Por Jaime Nubiola
Para LA GACETA - LA AURORA (Guatemala)
Acabo de leer el libro El rector de Justin de Louis Auchincloss (Libros del Asteroide, 2010), recomendado por un amigo. El libro -publicado originalmente en Nueva York en 1964- me ha interesado, quizás en particular por mi especialización en la filosofía norteamericana.
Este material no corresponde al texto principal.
//! Spawn a child task and join on its result through the caller's mailbox.

use crate::channel::mailbox::{Mailboxes, Target};
use crate::error::TaskError;
use crate::priority::Priority;
use crate::runtime::Runtime;
use crate::task::{Coroutine, IntoCoroutine, Step, TaskId};

use std::panic::{self, AssertUnwindSafe};

/// Message types that can carry the result of a joined child.
///
/// A child that fails still delivers a message, built from its error, so the join never
/// waits forever.
pub trait Joinable<T> {
    fn from_join(result: Result<T, TaskError>) -> Self;
}

impl<T> Joinable<T> for Result<T, TaskError> {
    fn from_join(result: Result<T, TaskError>) -> Self {
        result
    }
}

impl<M: Clone + 'static> Mailboxes<M> {
    /// Runs `body` in a child task and suspends the caller until its result arrives.
    ///
    /// The returned computation must be resumed from inside a task: on its first resumption
    /// it opens the caller's mailbox and admits the child; it then polls the mailbox on every
    /// resumption and finishes with the first message, closing the mailbox.
    ///
    /// ```ignore
    /// let boxes: Mailboxes<Result<u32, TaskError>> = Mailboxes::install(&rt)?;
    /// let joined = rt.block_on(boxes.exec(task::ready(42)))?;
    /// assert_eq!(joined, Ok(42));
    /// ```
    pub fn exec<C>(&self, body: C) -> Exec<M, C::Coroutine>
    where
        C: IntoCoroutine,
        C::Coroutine: 'static,
        M: Joinable<C::Output>,
    {
        Exec {
            mailboxes: self.clone(),
            state: ExecState::Start(body.into_coroutine()),
        }
    }
}

/// Computation returned by [`Mailboxes::exec`].
pub struct Exec<M, C> {
    mailboxes: Mailboxes<M>,
    state: ExecState<C>,
}

enum ExecState<C> {
    Start(C),
    Joining(TaskId),
    Finished,
}

impl<M, C> Coroutine for Exec<M, C>
where
    M: Clone + Joinable<C::Output> + 'static,
    C: Coroutine + 'static,
{
    type Output = M;

    fn resume(&mut self, rt: &Runtime) -> Result<Step<M>, TaskError> {
        if matches!(self.state, ExecState::Start(_)) {
            let ExecState::Start(body) = std::mem::replace(&mut self.state, ExecState::Finished)
            else {
                return Err(TaskError::exhausted());
            };

            let parent = self.mailboxes.open(None)?;
            let child = rt.admit(
                Child {
                    body,
                    parent,
                    mailboxes: self.mailboxes.clone(),
                },
                Priority::DEFAULT,
            );

            tracing::debug!(task = %parent, %child, "joining child task");
            self.state = ExecState::Joining(parent);
        }

        let ExecState::Joining(parent) = self.state else {
            return Err(TaskError::exhausted());
        };

        match self.mailboxes.recv(Target::One(parent))? {
            None => Ok(Step::Yield),
            Some(message) => {
                self.mailboxes.close(Some(parent))?;
                self.state = ExecState::Finished;
                Ok(Step::Done(message))
            }
        }
    }
}

struct Child<M, C> {
    body: C,
    parent: TaskId,
    mailboxes: Mailboxes<M>,
}

impl<M, C> Coroutine for Child<M, C>
where
    M: Clone + Joinable<C::Output> + 'static,
    C: Coroutine,
{
    type Output = ();

    fn resume(&mut self, rt: &Runtime) -> Result<Step<()>, TaskError> {
        // A panicking child still has to deliver, or the join never finishes.
        let step = panic::catch_unwind(AssertUnwindSafe(|| self.body.resume(rt)))
            .unwrap_or_else(|payload| Err(TaskError::from_panic(payload)));

        let result = match step {
            Ok(Step::Yield) => return Ok(Step::Yield),
            Ok(Step::Done(value)) => Ok(value),
            Err(err) => {
                tracing::debug!(parent = %self.parent, error = %err, "child failed, forwarding");
                Err(err)
            }
        };

        self.mailboxes
            .send(M::from_join(result), Target::One(self.parent))?;

        Ok(Step::Done(()))
    }
}
//! Cooperative, tick-driven task runtime.
//!
//! This crate runs many small units of work on a single thread without preemption. The host
//! owns the loop: it calls [`Runtime::tick`] on its own cadence (a frame callback, a game loop,
//! a timer) and each tick resumes pending tasks by one suspend point.
//!
//! # Architecture
//!
//! - **Runtime**: the scheduler engine; selects tasks, resumes them, applies control flags
//! - **TaskStore**: tasks grouped in priority buckets, served round-robin
//! - **Coroutine**: the resumable computation every task is normalized into
//! - **OverrideRegistry**: name-indexed interception of runtime operations by layers
//! - **Deferred**: a value settled later, with continuations and combinators
//! - **Mailboxes**: per-task message queues and the exec/join primitive
//! - **RuntimeBuilder**: fluent configuration of reporter, clock and step budget
//! - **Timers**: sleep, timeout, set_timeout and set_interval as suspend loops
//!
//! # Example
//!
//! ```ignore
//! use tickwork::{Runtime, Step, task};
//!
//! let rt = Runtime::new();
//! let mut frames = 0;
//! rt.spawn(task::poll_fn(move |_| {
//!     frames += 1;
//!     Ok(if frames == 3 { Step::Done(()) } else { Step::Yield })
//! }));
//!
//! while !rt.is_idle() {
//!     rt.tick();
//! }
//! ```

mod builder;
pub mod channel;
pub mod error;
pub mod future;
pub mod logging;
pub mod priority;
pub mod report;
pub mod runtime;
pub mod task;
pub mod time;
mod utils;

pub use builder::RuntimeBuilder;
pub use error::{Error, Result, TaskError};
pub use priority::Priority;
pub use report::{ErrorReport, TracingReport};
pub use runtime::{IterationCounts, Runtime, Stats, yield_now};
pub use task::{Coroutine, IntoCoroutine, Step, TaskId};
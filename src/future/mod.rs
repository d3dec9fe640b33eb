//! Deferred values settled from task bodies, with continuation scheduling.
//!
//! A [`Deferred`] starts *pending* and settles once, either *fulfilled* with a `T` or
//! *rejected* with an `E`. Settling again is silently ignored.
//!
//! Continuations registered with [`then`](Deferred::then), [`catch`](Deferred::catch) and
//! [`finally`](Deferred::finally) never run inside the call that settles the value. Settlement
//! admits a drain task at [`Priority::MICROTASK`] which runs them on a later scheduling step,
//! so a continuation always observes the already-settled state.
//!
//! ```ignore
//! use tickwork::{Runtime, future::Deferred};
//!
//! let rt = Runtime::new();
//! let price: Deferred<u32, String> = Deferred::pending(&rt);
//! let total = price.then(|p| Ok(p * 2));
//!
//! price.resolve_with(21);
//! rt.run_until_idle(8);
//! assert_eq!(total.outcome(), Some(Ok(42)));
//! ```
//!
//! A task body waits for a deferred by resuming [`wait`](Deferred::wait) (or by `.await`ing it
//! inside an `async` body adapted with [`from_future`](crate::task::from_future)); both poll
//! the state on every resumption and suspend while it is pending.

pub mod combine;

pub use combine::{
    Decision, Settled, all, all_settled, and, any, combine, or, race, timeout, xor,
};

use crate::error::TaskError;
use crate::priority;
use crate::runtime::Runtime;
use crate::task::{self, Coroutine, Step};

use std::cell::RefCell;
use std::fmt;
use std::panic::{self, AssertUnwindSafe};
use std::pin::Pin;
use std::rc::Rc;
use std::task::{Context, Poll};

/// Where a [`Deferred`] is in its lifecycle.
#[derive(Debug, Clone, Copy, PartialEq, Eq)]
pub enum DeferredState {
    Pending,
    Fulfilled,
    Rejected,
}

type Handler<T, E> = Box<dyn FnOnce(&Result<T, E>)>;

struct State<T, E> {
    outcome: Option<Result<T, E>>,
    // Position in the runtime's settlement order.
    settled_at: Option<u64>,
    handlers: Vec<Handler<T, E>>,
    drain_scheduled: bool,
}

/// A value that becomes available later.
///
/// Cloning yields another handle to the same value.
pub struct Deferred<T, E> {
    rt: Runtime,
    state: Rc<RefCell<State<T, E>>>,
}

impl<T, E> Clone for Deferred<T, E> {
    fn clone(&self) -> Self {
        Self {
            rt: self.rt.clone(),
            state: Rc::clone(&self.state),
        }
    }
}

impl<T: fmt::Debug, E: fmt::Debug> fmt::Debug for Deferred<T, E> {
    fn fmt(&self, f: &mut fmt::Formatter<'_>) -> fmt::Result {
        match self.state.try_borrow() {
            Ok(state) => f
                .debug_struct("Deferred")
                .field("outcome", &state.outcome)
                .field("handlers", &state.handlers.len())
                .finish(),
            Err(_) => f.debug_struct("Deferred").finish_non_exhaustive(),
        }
    }
}

/// The settling half handed to a [`Deferred::new`] executor.
pub struct Resolver<T, E> {
    deferred: Deferred<T, E>,
}

impl<T, E> Clone for Resolver<T, E> {
    fn clone(&self) -> Self {
        Self {
            deferred: self.deferred.clone(),
        }
    }
}

impl<T, E> Resolver<T, E>
where
    T: Clone + 'static,
    E: Clone + 'static,
{
    /// Fulfills the deferred. `false` if it had already settled.
    pub fn resolve(&self, value: T) -> bool {
        self.deferred.resolve_with(value)
    }

    /// Rejects the deferred. `false` if it had already settled.
    pub fn reject(&self, reason: E) -> bool {
        self.deferred.reject_with(reason)
    }
}

impl<T, E> Deferred<T, E>
where
    T: Clone + 'static,
    E: Clone + 'static,
{
    /// Creates a deferred and runs `executor` immediately with its resolver.
    ///
    /// An `Err` returned by the executor rejects the deferred, unless the executor already
    /// settled it.
    pub fn new<F>(rt: &Runtime, executor: F) -> Self
    where
        F: FnOnce(&Resolver<T, E>) -> Result<(), E>,
    {
        let resolver = Resolver {
            deferred: Self::pending(rt),
        };

        if let Err(reason) = executor(&resolver) {
            resolver.reject(reason);
        }

        resolver.deferred
    }

    pub fn pending(rt: &Runtime) -> Self {
        Self {
            rt: rt.clone(),
            state: Rc::new(RefCell::new(State {
                outcome: None,
                settled_at: None,
                handlers: Vec::new(),
                drain_scheduled: false,
            })),
        }
    }

    pub fn resolved(rt: &Runtime, value: T) -> Self {
        let deferred = Self::pending(rt);
        deferred.resolve_with(value);
        deferred
    }

    pub fn rejected(rt: &Runtime, reason: E) -> Self {
        let deferred = Self::pending(rt);
        deferred.reject_with(reason);
        deferred
    }

    /// A resolver for this deferred, for settling it from elsewhere.
    pub fn resolver(&self) -> Resolver<T, E> {
        Resolver {
            deferred: self.clone(),
        }
    }

    /// Fulfills the deferred. `false` if it had already settled.
    pub fn resolve_with(&self, value: T) -> bool {
        self.settle(Ok(value))
    }

    /// Rejects the deferred. `false` if it had already settled.
    pub fn reject_with(&self, reason: E) -> bool {
        self.settle(Err(reason))
    }

    /// Settles with `outcome` unless already settled.
    pub fn settle(&self, outcome: Result<T, E>) -> bool {
        {
            let mut state = self.state.borrow_mut();
            if state.outcome.is_some() {
                return false;
            }
            state.outcome = Some(outcome);
            state.settled_at = Some(self.rt.next_settle_seq());
        }

        self.schedule_drain();
        true
    }

    pub fn state(&self) -> DeferredState {
        match &self.state.borrow().outcome {
            None => DeferredState::Pending,
            Some(Ok(_)) => DeferredState::Fulfilled,
            Some(Err(_)) => DeferredState::Rejected,
        }
    }

    pub fn is_settled(&self) -> bool {
        self.state.borrow().outcome.is_some()
    }

    /// A copy of the settled outcome, `None` while pending.
    pub fn outcome(&self) -> Option<Result<T, E>> {
        self.state.borrow().outcome.clone()
    }

    pub fn runtime(&self) -> &Runtime {
        &self.rt
    }

    /// Registers `handler` to run with the outcome once settled.
    ///
    /// The handler always runs from a drain task, never inside this call, even when the
    /// deferred has already settled.
    pub fn subscribe(&self, handler: impl FnOnce(&Result<T, E>) + 'static) {
        self.state.borrow_mut().handlers.push(Box::new(handler));
        self.schedule_drain();
    }

    /// Chains a computation on the fulfilled value. Rejections pass through.
    pub fn then<U, F>(&self, f: F) -> Deferred<U, E>
    where
        U: Clone + 'static,
        F: FnOnce(T) -> Result<U, E> + 'static,
    {
        let next = Deferred::pending(&self.rt);
        let target = next.clone();

        self.subscribe(move |outcome| {
            target.settle(match outcome {
                Ok(value) => f(value.clone()),
                Err(reason) => Err(reason.clone()),
            });
        });

        next
    }

    /// Chains a computation that produces another deferred, settling with its outcome.
    pub fn and_then<U, F>(&self, f: F) -> Deferred<U, E>
    where
        U: Clone + 'static,
        F: FnOnce(T) -> Deferred<U, E> + 'static,
    {
        let next = Deferred::pending(&self.rt);
        let target = next.clone();

        self.subscribe(move |outcome| match outcome {
            Ok(value) => {
                f(value.clone()).subscribe(move |inner| {
                    target.settle(inner.clone());
                });
            }
            Err(reason) => {
                target.settle(Err(reason.clone()));
            }
        });

        next
    }

    /// Recovers from a rejection. Fulfilled values pass through.
    pub fn catch<F>(&self, f: F) -> Deferred<T, E>
    where
        F: FnOnce(E) -> Result<T, E> + 'static,
    {
        let next = Deferred::pending(&self.rt);
        let target = next.clone();

        self.subscribe(move |outcome| {
            target.settle(match outcome {
                Ok(value) => Ok(value.clone()),
                Err(reason) => f(reason.clone()),
            });
        });

        next
    }

    /// Runs `f` once settled, either way, and passes the outcome through.
    pub fn finally<F>(&self, f: F) -> Deferred<T, E>
    where
        F: FnOnce() + 'static,
    {
        let next = Deferred::pending(&self.rt);
        let target = next.clone();

        self.subscribe(move |outcome| {
            f();
            target.settle(outcome.clone());
        });

        next
    }

    /// A computation that suspends until this deferred settles and finishes with its outcome.
    pub fn wait(&self) -> Wait<T, E> {
        Wait {
            state: Rc::clone(&self.state),
        }
    }

    pub(crate) fn settled_at(&self) -> Option<u64> {
        self.state.borrow().settled_at
    }

    fn schedule_drain(&self) {
        {
            let mut state = self.state.borrow_mut();
            if state.drain_scheduled || state.outcome.is_none() || state.handlers.is_empty() {
                return;
            }
            state.drain_scheduled = true;
        }

        let state = Rc::clone(&self.state);
        priority::queue_microtask(
            &self.rt,
            task::from_fn(move |rt| {
                drain(rt, &state);
                Ok(())
            }),
        );
    }
}

/// Runs every handler registered so far with a copy of the outcome.
///
/// A panicking handler is reported and skipped; the handlers after it still run.
fn drain<T: Clone, E: Clone>(rt: &Runtime, state: &RefCell<State<T, E>>) {
    let (outcome, handlers) = {
        let mut state = state.borrow_mut();
        state.drain_scheduled = false;
        (state.outcome.clone(), std::mem::take(&mut state.handlers))
    };

    let Some(outcome) = outcome else {
        return;
    };

    tracing::trace!(handlers = handlers.len(), "running deferred continuations");

    for handler in handlers {
        if let Err(payload) = panic::catch_unwind(AssertUnwindSafe(|| handler(&outcome))) {
            let err = TaskError::from_panic(payload);
            tracing::warn!(error = %err, "deferred continuation panicked");
            rt.report_uncaught(&err, "in deferred continuation");
        }
    }
}

/// Computation returned by [`Deferred::wait`].
pub struct Wait<T, E> {
    state: Rc<RefCell<State<T, E>>>,
}

impl<T: Clone, E: Clone> Coroutine for Wait<T, E> {
    type Output = Result<T, E>;

    fn resume(&mut self, _rt: &Runtime) -> Result<Step<Result<T, E>>, TaskError> {
        Ok(match &self.state.borrow().outcome {
            Some(outcome) => Step::Done(outcome.clone()),
            None => Step::Yield,
        })
    }
}

/// Polls the state directly. Pending polls register no waker; the runtime resumes every
/// pending task anyway.
impl<T: Clone, E: Clone> std::future::Future for Deferred<T, E> {
    type Output = Result<T, E>;

    fn poll(self: Pin<&mut Self>, _cx: &mut Context<'_>) -> Poll<Self::Output> {
        match &self.state.borrow().outcome {
            Some(outcome) => Poll::Ready(outcome.clone()),
            None => Poll::Pending,
        }
    }
}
Se trata de una obra centrada en la figura imaginaria del rector Francis Prescott, presbítero episcopaliano, fundador y director de un internado masculino a pocos kilómetros de Boston, en la primera mitad del siglo XX. La obra está construida a partir de los supuestos testimonios manuscritos de antiguos alumnos, parientes y colaboradores del rector, junto con el diario del protagonista principal Brian Aspinwall, ferviente admirador suyo.
Aunque el libro no ha llegado a entusiasmarme, me ha regalado una frase que me deja pensando. En una conversación de Prescott con su discípulo Aspinwall a propósito del amor que el rector había dispensado a sus hijas, le dice de modo concluyente: «No es amor lo que necesitan los niños, es dedicación». Efectivamente me parece que hay algo profundo y verdadero en esa afirmación: lo que los seres humanos necesitamos realmente para nuestro crecimiento es, sobre todo, la atención y el cuidado, la dedicación de las personas que nos cuidan.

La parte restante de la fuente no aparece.